Task details: Transcribe the stretch of entries below from the line with "pub enum Stage" through the line with "a pipeline run.", exactly and with both ends included; leave out all other lines.

[Data for the task Boundary: Start]

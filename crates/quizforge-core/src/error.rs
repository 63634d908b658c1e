//! Pipeline error types.
//!
//! A pipeline run fails as a single error event naming the stage that
//! failed; there is no retry and no partial result.

use std::fmt;

use thiserror::Error;

/// The pipeline stage where a failure occurred.
#[derive(Debug, Clone, Copy, PartialEq, Eq)]
pub enum Stage {
    /// Stage 1: quiz generation from the source text.
    Generation,
    /// Stage 2: review of the generated quiz.
    Review,
}

impl fmt::Display for Stage {
    fn fmt(&self, f: &mut fmt::Formatter<'_>) -> fmt::Result {
        match self {
            Stage::Generation => write!(f, "generation"),
            Stage::Review => write!(f, "review"),
        }
    }
}

/// Errors that can occur during a pipeline run.
#[derive(Debug, Error)]
pub enum PipelineError {
    /// The provider call for a stage failed (network, auth, rate limit,
    /// service error). The underlying `ProviderError` is preserved as the
    /// source for callers that want to classify it.
    #[error("quiz {stage} stage failed: {source:#}")]
    StageFailed {
        stage: Stage,
        #[source]
        source: anyhow::Error,
    },

    /// A stage returned an empty completion.
    #[error("quiz {stage} stage returned an empty completion")]
    EmptyCompletion { stage: Stage },
}

impl PipelineError {
    /// The stage this error originated from.
    pub fn stage(&self) -> Stage {
        match self {
            PipelineError::StageFailed { stage, .. } => *stage,
            PipelineError::EmptyCompletion { stage } => *stage,
        }
    }
}
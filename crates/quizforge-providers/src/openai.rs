//! OpenAI API provider implementation.
//!
//! The default backend; the original deployment of this tool ran against
//! gpt-3.5-turbo.

use std::time::Instant;

use async_trait::async_trait;
use serde::{Deserialize, Serialize};
use tracing::instrument;

use quizforge_core::model::TokenUsage;
use quizforge_core::traits::{
    CompletionProvider, CompletionRequest, CompletionResponse, ModelInfo, DEFAULT_SYSTEM_PROMPT,
};

use crate::error::ProviderError;

const DEFAULT_BASE_URL: &str = "https://api.openai.com";
const DEFAULT_TIMEOUT_SECS: u64 = 120;

/// OpenAI-compatible API provider.
pub struct OpenAiProvider {
    api_key: String,
    base_url: String,
    org_id: Option<String>,
    client: reqwest::Client,
}

impl OpenAiProvider {
    pub fn new(api_key: &str, base_url: Option<String>, org_id: Option<String>) -> Self {
        let client = reqwest::Client::builder()
            .timeout(std::time::Duration::from_secs(DEFAULT_TIMEOUT_SECS))
            .build()
            .expect("failed to build HTTP client");

        Self {
            api_key: api_key.to_string(),
            base_url: base_url.unwrap_or_else(|| DEFAULT_BASE_URL.to_string()),
            org_id,
            client,
        }
    }
}

#[derive(Serialize)]
struct OpenAiRequest {
    model: String,
    max_tokens: u32,
    temperature: f64,
    messages: Vec<OpenAiMessage>,
}

#[derive(Serialize)]
struct OpenAiMessage {
    role: String,
    content: String,
}

#[derive(Deserialize)]
struct OpenAiResponse {
    choices: Vec<OpenAiChoice>,
    #[serde(default)]
    usage: OpenAiUsage,
    model: String,
}

#[derive(Deserialize)]
struct OpenAiChoice {
    message: OpenAiChoiceMessage,
}

#[derive(Deserialize)]
struct OpenAiChoiceMessage {
    content: String,
}

#[derive(Deserialize, Default)]
struct OpenAiUsage {
    #[serde(default)]
    prompt_tokens: u32,
    #[serde(default)]
    completion_tokens: u32,
    #[serde(default)]
    total_tokens: u32,
}

#[async_trait]
impl CompletionProvider for OpenAiProvider {
    fn name(&self) -> &str {
        "openai"
    }

    #[instrument(skip(self, request), fields(model = %request.model))]
    async fn complete(&self, request: &CompletionRequest) -> anyhow::Result<CompletionResponse> {
        let start = Instant::now();

        let system_prompt = request
            .system_prompt
            .clone()
            .unwrap_or_else(|| DEFAULT_SYSTEM_PROMPT.to_string());

        let body = OpenAiRequest {
            model: request.model.clone(),
            max_tokens: request.max_tokens,
            temperature: request.temperature,
            messages: vec![
                OpenAiMessage {
                    role: "system".to_string(),
                    content: system_prompt,
                },
                OpenAiMessage {
                    role: "user".to_string(),
                    content: request.prompt.clone(),
                },
            ],
        };

        let mut req = self
            .client
            .post(format!("{}/v1/chat/completions", self.base_url))
            .header("Authorization", format!("Bearer {}", self.api_key))
            .header("content-type", "application/json");

        if let Some(org) = &self.org_id {
            req = req.header("OpenAI-Organization", org);
        }

        let response = req.json(&body).send().await.map_err(|e| {
            if e.is_timeout() {
                ProviderError::Timeout(DEFAULT_TIMEOUT_SECS)
            } else {
                ProviderError::NetworkError(e.to_string())
            }
        })?;

        let status = response.status().as_u16();
        if status == 429 {
            let retry_after = response
                .headers()
                .get("retry-after")
                .and_then(|v| v.to_str().ok())
                .and_then(|v| v.parse::<u64>().ok())
                .unwrap_or(5)
                * 1000;
            return Err(ProviderError::RateLimited {
                retry_after_ms: retry_after,
            }
            .into());
        }
        if status == 401 {
            let body = response.text().await.unwrap_or_default();
            return Err(ProviderError::AuthenticationFailed(body).into());
        }
        if status >= 400 {
            let body = response.text().await.unwrap_or_default();
            return Err(ProviderError::ApiError {
                status,
                message: body,
            }
            .into());
        }

        let api_response: OpenAiResponse = response.json().await.map_err(|e| {
            ProviderError::ApiError {
                status: 0,
                message: format!("failed to parse response: {e}"),
            }
        })?;

        let latency_ms = start.elapsed().as_millis() as u64;
        let content = api_response
            .choices
            .first()
            .map(|c| c.message.content.clone())
            .unwrap_or_default();

        Ok(CompletionResponse {
            content,
            model: api_response.model,
            token_usage: TokenUsage {
                prompt_tokens: api_response.usage.prompt_tokens,
                completion_tokens: api_response.usage.completion_tokens,
                total_tokens: api_response.usage.total_tokens,
            },
            latency_ms,
        })
    }

    fn available_models(&self) -> Vec<ModelInfo> {
        vec![
            ModelInfo {
                id: "gpt-3.5-turbo".into(),
                name: "GPT-3.5 Turbo".into(),
                provider: "openai".into(),
                max_context: 16_385,
            },
            ModelInfo {
                id: "gpt-4.1".into(),
                name: "GPT-4.1".into(),
                provider: "openai".into(),
                max_context: 1_000_000,
            },
            ModelInfo {
                id: "gpt-4.1-mini".into(),
                name: "GPT-4.1 Mini".into(),
                provider: "openai".into(),
                max_context: 1_000_000,
            },
        ]
    }
}
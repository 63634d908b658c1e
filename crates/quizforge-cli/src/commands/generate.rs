//! The `quizforge generate` command.

use std::path::PathBuf;
use std::sync::Arc;

use anyhow::{Context, Result};

use quizforge_core::model::{FormatTemplate, QuizOutput, QuizRequest, QuizRow};
use quizforge_core::parser::parse_quiz;
use quizforge_core::pipeline::{PipelineConfig, QuizPipeline};
use quizforge_providers::config::load_config_from;
use quizforge_providers::create_provider;

#[allow(clippy::too_many_arguments)]
pub async fn execute(
    input: PathBuf,
    count: u32,
    subject: String,
    tone: String,
    template_path: Option<PathBuf>,
    provider_name: Option<String>,
    model: Option<String>,
    temperature: Option<f64>,
    config_path: Option<PathBuf>,
    show_raw: bool,
) -> Result<()> {
    // Validate inputs (count is bounded 3..=50 by clap already)
    anyhow::ensure!(
        subject.chars().count() <= 20,
        "subject must be at most 20 characters"
    );
    anyhow::ensure!(
        tone.chars().count() <= 20,
        "tone must be at most 20 characters"
    );
    if let Some(t) = temperature {
        anyhow::ensure!(
            (0.0..=2.0).contains(&t),
            "temperature must be between 0.0 and 2.0"
        );
    }

    // Read the source text. Extraction from other formats is out of scope.
    if input.extension().is_some_and(|ext| ext.eq_ignore_ascii_case("pdf")) {
        anyhow::bail!(
            "PDF extraction is not supported; convert {} to plain text first",
            input.display()
        );
    }
    let source_text = std::fs::read_to_string(&input)
        .with_context(|| format!("failed to read input file: {}", input.display()))?;
    anyhow::ensure!(
        !source_text.trim().is_empty(),
        "input file is empty: {}",
        input.display()
    );

    // Load the format exemplar
    let format_template = match &template_path {
        Some(path) => {
            let content = std::fs::read_to_string(path)
                .with_context(|| format!("failed to read template: {}", path.display()))?;
            FormatTemplate::from_json_str(&content)
                .with_context(|| format!("failed to parse template: {}", path.display()))?
        }
        None => FormatTemplate::default(),
    };

    // Load config and build the provider
    let config = load_config_from(config_path.as_deref())?;
    let provider_name = provider_name.unwrap_or_else(|| config.default_provider.clone());
    let Some(provider_config) = config.providers.get(&provider_name) else {
        anyhow::bail!(
            "provider '{}' not found in config. Available: {:?}",
            provider_name,
            config.providers.keys().collect::<Vec<_>>()
        );
    };
    let provider = Arc::from(create_provider(&provider_name, provider_config)?);

    let pipeline_config = PipelineConfig {
        model: model.unwrap_or_else(|| config.default_model.clone()),
        temperature: temperature.unwrap_or(config.default_temperature),
        max_tokens: config.default_max_tokens,
    };

    eprintln!(
        "Generating {count} MCQs for {subject} students ({tone} tone) from {}...",
        input.display()
    );

    let pipeline = QuizPipeline::new(provider, pipeline_config);
    let request = QuizRequest {
        source_text,
        question_count: count,
        subject,
        tone,
        format_template,
    };

    let output = pipeline.run(&request).await?;

    // Display-time parsing; a malformed quiz is not a pipeline failure.
    match parse_quiz(&output.quiz) {
        Ok(rows) if rows.is_empty() => {
            println!("The model returned no questions.");
        }
        Ok(rows) => print_quiz_table(&rows),
        Err(e) => {
            println!("Could not parse the quiz output: {e}");
            if show_raw {
                println!("\nRaw quiz output:\n{}", output.quiz.text);
            } else {
                println!("Re-run with --show-raw to inspect the raw output.");
            }
        }
    }

    print_review(&output);

    Ok(())
}

fn print_quiz_table(rows: &[QuizRow]) {
    use comfy_table::{Cell, Table};

    let mut table = Table::new();
    table.set_header(vec!["No", "Question", "Options", "Correct"]);

    for (i, row) in rows.iter().enumerate() {
        table.add_row(vec![
            Cell::new(i + 1),
            Cell::new(&row.mcq),
            Cell::new(&row.options),
            Cell::new(&row.correct),
        ]);
    }

    println!("{table}");
}

fn print_review(output: &QuizOutput) {
    println!("\nReview:");
    println!("{}", output.review.text);
    println!(
        "\nTokens: {} prompt, {} completion, {} total",
        output.usage.prompt_tokens, output.usage.completion_tokens, output.usage.total_tokens
    );
}
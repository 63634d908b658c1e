//! quizforge CLI — the user-facing command-line interface.

use std::path::PathBuf;
use std::process;

use clap::{Parser, Subcommand};

mod commands;

#[derive(Parser)]
#[command(name = "quizforge", version, about = "LLM multiple-choice quiz generator")]
struct Cli {
    #[command(subcommand)]
    command: Commands,
}

#[derive(Subcommand)]
enum Commands {
    /// Generate a quiz from a text document and have the model review it
    Generate {
        /// Plain-text input file (PDFs are not supported; convert first)
        #[arg(long)]
        input: PathBuf,

        /// Number of multiple-choice questions to generate
        #[arg(long, value_parser = clap::value_parser!(u32).range(3..=50))]
        count: u32,

        /// Audience subject, e.g. "Science" (max 20 chars)
        #[arg(long)]
        subject: String,

        /// Complexity level of the questions, e.g. "Simple" (max 20 chars)
        #[arg(long, default_value = "Simple")]
        tone: String,

        /// JSON format exemplar; defaults to the built-in three-question shape
        #[arg(long)]
        template: Option<PathBuf>,

        /// Provider to use (defaults to the config's default_provider)
        #[arg(long)]
        provider: Option<String>,

        /// Model to use (defaults to the config's default_model)
        #[arg(long)]
        model: Option<String>,

        /// Sampling temperature (defaults to the config's default_temperature)
        #[arg(long)]
        temperature: Option<f64>,

        /// Config file path
        #[arg(long)]
        config: Option<PathBuf>,

        /// Print the raw model output when the quiz cannot be parsed
        #[arg(long)]
        show_raw: bool,
    },

    /// Check a format exemplar JSON file for common problems
    ValidateTemplate {
        /// Path to the template JSON file
        #[arg(long)]
        template: PathBuf,
    },

    /// List available models
    ListModels {
        /// Filter to specific provider
        #[arg(long)]
        provider: Option<String>,

        /// Config file path
        #[arg(long)]
        config: Option<PathBuf>,
    },

    /// Create a starter config and example template
    Init,
}

#[tokio::main]
async fn main() {
    tracing_subscriber::fmt()
        .with_env_filter(
            tracing_subscriber::EnvFilter::from_default_env()
                .add_directive("quizforge=info".parse().unwrap()),
        )
        .init();

    let cli = Cli::parse();

    let result = match cli.command {
        Commands::Generate {
            input,
            count,
            subject,
            tone,
            template,
            provider,
            model,
            temperature,
            config,
            show_raw,
        } => {
            commands::generate::execute(
                input,
                count,
                subject,
                tone,
                template,
                provider,
                model,
                temperature,
                config,
                show_raw,
            )
            .await
        }
        Commands::ValidateTemplate { template } => commands::validate_template::execute(template),
        Commands::ListModels { provider, config } => {
            commands::list_models::execute(provider, config)
        }
        Commands::Init => commands::init::execute(),
    };

    if let Err(e) = result {
        eprintln!("Error: {e:#}");
        process::exit(1);
    }
}
//! The `quizforge list-models` command.

use std::path::PathBuf;

use anyhow::Result;

use quizforge_providers::create_provider;

pub fn execute(provider_filter: Option<String>, config_path: Option<PathBuf>) -> Result<()> {
    let config = quizforge_providers::config::load_config_from(config_path.as_deref())?;

    let mut found_any = false;

    for (name, provider_config) in &config.providers {
        if let Some(filter) = &provider_filter {
            if name != filter {
                continue;
            }
        }

        let provider = match create_provider(name, provider_config) {
            Ok(p) => p,
            Err(e) => {
                tracing::warn!("skipping provider '{name}': {e}");
                continue;
            }
        };
        let models = provider.available_models();

        if !models.is_empty() {
            found_any = true;
            println!("Provider: {name}");
            for model in &models {
                println!(
                    "  {} — {} ({}K context)",
                    model.id,
                    model.name,
                    model.max_context / 1000,
                );
            }
            println!();
        }
    }

    if !found_any {
        println!("No providers configured. Run `quizforge init` to create a config file.");
    }

    Ok(())
}
//! quizforge-providers — LLM completion backends.
//!
//! Implements the `CompletionProvider` trait for OpenAI, Anthropic, and
//! Ollama, allowing quizforge to generate quizzes from multiple backends.

pub mod anthropic;
pub mod config;
pub mod error;
pub mod mock;
pub mod ollama;
pub mod openai;

pub use config::{create_provider, load_config, ProviderConfig, QuizforgeConfig};
pub use error::ProviderError;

[Data for the task Boundary: End]

Final answer:
pub enum Stage {
    /// Stage 1: quiz generation from the source text.
    Generation,
    /// Stage 2: review of the generated quiz.
    Review,
}

impl fmt::Display for Stage {
    fn fmt(&self, f: &mut fmt::Formatter<'_>) -> fmt::Result {
        match self {
            Stage::Generation => write!(f, "generation"),
            Stage::Review => write!(f, "review"),
        }
    }
}

/// Errors that can occur during a pipeline run.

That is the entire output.